1. Untuk menjunjung tinggi martabat profesi

Dalam hal ini kode etik dapat menjaga pandangan dan kesan dari pihak luar
atau masyarakat, agar mereka jangan sampai memandang rendah atau remes
terhadap profesi akan melarang. Oleh karenya, setiap kode etik suatu profesi
akan melarang berbagai bentuk tindak-tanduk atau kelakuan anggota profesi
yang dapat mencemarkan nama baik profesi terhadap dunia luar. Dari segin
ini, kode etik juga sering kali disebut kode kehormatan.

2. Untuk menjaga dan memelihara kesejahteraan para anggotanya

Yang dimaksud kesejahteraan di sini meliputi baik kesejahteraan lahir (atau


material) maupun kesejahteraan batin (spiritual atau mental). Dalam hal
kesejahteraan lahir para anggota profesi, kode etik umumnya memuat
larangan-larangan kepada para anggotanya untuk melakukan perbuatan-
perbuatan yang merupakan kesejahteraan para anggotanya. Misalnya dengan
menetapkan tarif-tarif minimum bagi honorium anggota profesi dalam
melaksanakan tugasnya, sehingga siapa-siapa yang mengadakan tarif di
bawah minimum akan dianggap tercela dan merugikan rekan-rekan seprofesi.
Dalam hal kesejahteraan batin para anggota profesi, kode etik umumnya
memberi petunjuk-petunjuk para anggotanya untuk melaksanakan profesinya.
Kode etik juga sering mengandung peraturan-peraturan yang bertujuan
membatasi tingkah laku yang tidak pantas atau tidak jujur bagi para anggota
profesi dalam berinteraksi dengan sesama rekan anggota profesi.

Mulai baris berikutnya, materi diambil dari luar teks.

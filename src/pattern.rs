//! Path templates compiled into prefix or exact matchers.
//!
//! A template is a `/`-separated path in which a segment of the form `:name`
//! captures one non-empty path segment:
//! ```ignore
//!  Syntax    Type
//!  :name     named parameter
//! ```
//!
//! Named parameters match anything until the next '/' or the path end:
//! ```ignore
//!  Template: /blog/:category/:post
//! ```
//!
//! Exact requests:
//! ```ignore
//!   /blog/rust/request-routers            match: category="rust", post="request-routers"
//!   /blog/rust/                           no match
//!   /blog/rust/request-routers/comments   no match
//! ```
//!
//! Mounted (prefix) requests:
//! ```ignore
//!   /blog/rust/request-routers            match, rest="/"
//!   /blog/rust/request-routers/comments   match, rest="/comments"
//!   /blog/rust/request-routers-2          match: post="request-routers-2", rest="/"
//! ```
//!
//! A prefix only matches on a segment boundary, so `/foo` mounted does not
//! match `/foobar`. Exact templates keep a trailing slash (`/foo/` matches
//! only `/foo/`), while mounts drop it. A template may repeat a parameter name; when the captures
//! are merged into a parameter map the last occurrence wins.
use crate::error::ConfigError;

use regex::Regex;

/// A compiled path template.
#[derive(Debug, Clone)]
pub struct PathPattern {
    template: String,
    regex: Regex,
    names: Vec<String>,
    exact: bool,
}

impl PathPattern {
    /// Compile a template that matches a prefix of the path, as used by mounts.
    /// ```rust
    /// use httproute::pattern::PathPattern;
    ///
    /// let pattern = PathPattern::mount("/users/:id").unwrap();
    /// let m = pattern.matches("/users/7/posts").unwrap();
    /// assert_eq!(m.rest(), "/posts");
    /// assert_eq!(m.captures().collect::<Vec<_>>(), vec![("id", "7")]);
    /// ```
    pub fn mount(template: &str) -> Result<Self, ConfigError> {
        Self::compile(template, false)
    }

    /// Compile a template that must match the whole path.
    pub fn exact(template: &str) -> Result<Self, ConfigError> {
        Self::compile(template, true)
    }

    fn compile(template: &str, exact: bool) -> Result<Self, ConfigError> {
        let normalized = if template.starts_with('/') {
            template.to_owned()
        } else {
            format!("/{}", template)
        };

        // a mount ignores trailing slashes; an exact template keeps them, except
        // for the bare root. An empty body prefixes every path.
        let body = if exact && normalized != "/" {
            normalized.as_str()
        } else {
            normalized.trim_end_matches('/')
        };

        let mut source = String::with_capacity(body.len() + 8);
        source.push('^');
        let mut names = Vec::with_capacity(body.matches(':').count());

        for segment in body.split('/').skip(1) {
            source.push('/');
            match segment.strip_prefix(':') {
                Some(name) if !name.is_empty() => {
                    source.push_str("([^/]+)");
                    names.push(name.to_owned());
                }
                _ => source.push_str(&regex::escape(segment)),
            }
        }

        if exact {
            if body.is_empty() {
                source.push('/');
            }
            source.push('$');
        }

        let regex = Regex::new(&source).map_err(|source| ConfigError::InvalidPattern {
            template: template.to_owned(),
            source,
        })?;

        Ok(Self {
            template: normalized,
            regex,
            names,
            exact,
        })
    }

    /// The normalized template this pattern was compiled from.
    pub fn template(&self) -> &str {
        &self.template
    }

    /// Parameter names in template order, repeats included.
    pub fn names(&self) -> &[String] {
        &self.names
    }

    pub fn is_exact(&self) -> bool {
        self.exact
    }

    /// Match `path` against this pattern.
    ///
    /// Returns `None` when the path does not match, or when a prefix match ends
    /// in the middle of a segment.
    pub fn matches<'a>(&'a self, path: &'a str) -> Option<PathMatch<'a>> {
        let captures = self.regex.captures(path)?;
        let len = captures.get(0)?.end();

        let rest = match &path[len..] {
            "" => "/",
            rest if rest.starts_with('/') => rest,
            _ => return None,
        };

        let values = captures
            .iter()
            .skip(1)
            .map(|value| value.map_or("", |value| value.as_str()))
            .collect();

        Some(PathMatch {
            len,
            rest,
            names: &self.names,
            values,
        })
    }
}

/// The result of a successful [`PathPattern::matches`].
#[derive(Debug, Clone, PartialEq, Eq)]
pub struct PathMatch<'a> {
    len: usize,
    rest: &'a str,
    names: &'a [String],
    values: Vec<&'a str>,
}

impl<'a> PathMatch<'a> {
    /// Length of the matched prefix.
    pub fn prefix_len(&self) -> usize {
        self.len
    }

    /// The unmatched remainder of the path, always starting with `/`.
    pub fn rest(&self) -> &'a str {
        self.rest
    }

    /// Captured values, aligned with [`PathPattern::names`].
    pub fn values(&self) -> &[&'a str] {
        &self.values
    }

    /// `(name, value)` pairs in template order.
    pub fn captures(&self) -> impl Iterator<Item = (&'a str, &'a str)> + '_ {
        self.names
            .iter()
            .map(String::as_str)
            .zip(self.values.iter().copied())
    }
}

#[cfg(test)]
mod tests {
    use super::*;

    #[test]
    fn normalizes_missing_root() {
        let pattern = PathPattern::mount("foo").unwrap();
        assert_eq!(pattern.template(), "/foo");
        assert_eq!(pattern.matches("/foo/bar").unwrap().rest(), "/bar");
    }

    #[test]
    fn mount_requires_segment_boundary() {
        let pattern = PathPattern::mount("/foo").unwrap();

        let m = pattern.matches("/foo").unwrap();
        assert_eq!(m.prefix_len(), 4);
        assert_eq!(m.rest(), "/");

        assert_eq!(pattern.matches("/foo/").unwrap().rest(), "/");
        assert_eq!(pattern.matches("/foo/bar/baz").unwrap().rest(), "/bar/baz");
        assert!(pattern.matches("/foobar").is_none());
        assert!(pattern.matches("/bar/foo").is_none());
    }

    #[test]
    fn exact_anchors_the_end() {
        let pattern = PathPattern::exact("/foo").unwrap();
        assert!(pattern.is_exact());
        assert_eq!(pattern.matches("/foo").unwrap().rest(), "/");
        assert!(pattern.matches("/foo/bar").is_none());
        assert!(pattern.matches("/foobar").is_none());
    }

    #[test]
    fn exact_keeps_trailing_slash() {
        let pattern = PathPattern::exact("/users/").unwrap();
        assert_eq!(pattern.template(), "/users/");
        assert_eq!(pattern.matches("/users/").unwrap().rest(), "/");
        assert!(pattern.matches("/users").is_none());

        let pattern = PathPattern::exact("/users").unwrap();
        assert!(pattern.matches("/users/").is_none());

        // mounts ignore it either way
        let mount = PathPattern::mount("/users/").unwrap();
        assert_eq!(mount.matches("/users").unwrap().rest(), "/");
        assert_eq!(mount.matches("/users/7").unwrap().rest(), "/7");
    }

    #[test]
    fn root_template() {
        let mount = PathPattern::mount("").unwrap();
        assert_eq!(mount.template(), "/");
        assert_eq!(mount.matches("/").unwrap().rest(), "/");
        assert_eq!(mount.matches("/anything/else").unwrap().rest(), "/anything/else");

        let exact = PathPattern::exact("/").unwrap();
        assert!(exact.matches("/").is_some());
        assert!(exact.matches("/anything").is_none());
    }

    #[test]
    fn captures_named_segments() {
        let pattern = PathPattern::mount("/blog/:category/:post").unwrap();
        assert_eq!(pattern.names(), ["category", "post"]);

        let m = pattern.matches("/blog/rust/routers/comments").unwrap();
        assert_eq!(m.values(), ["rust", "routers"]);
        assert_eq!(m.rest(), "/comments");
        assert!(pattern.matches("/blog/rust").is_none());
        assert!(pattern.matches("/blog/rust/").is_none());
    }

    #[test]
    fn repeated_names_keep_every_capture() {
        let pattern = PathPattern::exact("/users/:id/:key/:id").unwrap();
        let m = pattern.matches("/users/1/address/2").unwrap();
        assert_eq!(
            m.captures().collect::<Vec<_>>(),
            vec![("id", "1"), ("key", "address"), ("id", "2")]
        );
    }

    #[test]
    fn literal_segments_are_escaped() {
        let pattern = PathPattern::exact("/files/a.b+c").unwrap();
        assert!(pattern.matches("/files/a.b+c").is_some());
        assert!(pattern.matches("/files/aXbbc").is_none());
    }

    #[test]
    fn bare_colon_is_literal() {
        let pattern = PathPattern::exact("/a/:").unwrap();
        assert!(pattern.names().is_empty());
        assert!(pattern.matches("/a/:").is_some());
        assert!(pattern.matches("/a/b").is_none());
    }
}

3. Untuk meningkatkan pengabadian para anggota profesi

Tujuan lain kode etik dapat juga berkaitan dengan peningkatan kegiatan
pengabian profesi, sehingga bagi anggota profesi dapat dengan mudah
megetahui tugas dan tanggung jawab pengabdian dalam melaksanakan
tugasnya. Oleh karena itu, kode etik merumuskan ketentuan-ketentuan yang
perlu dilakukan para anggota profesi dalam menjalankan tugasnya.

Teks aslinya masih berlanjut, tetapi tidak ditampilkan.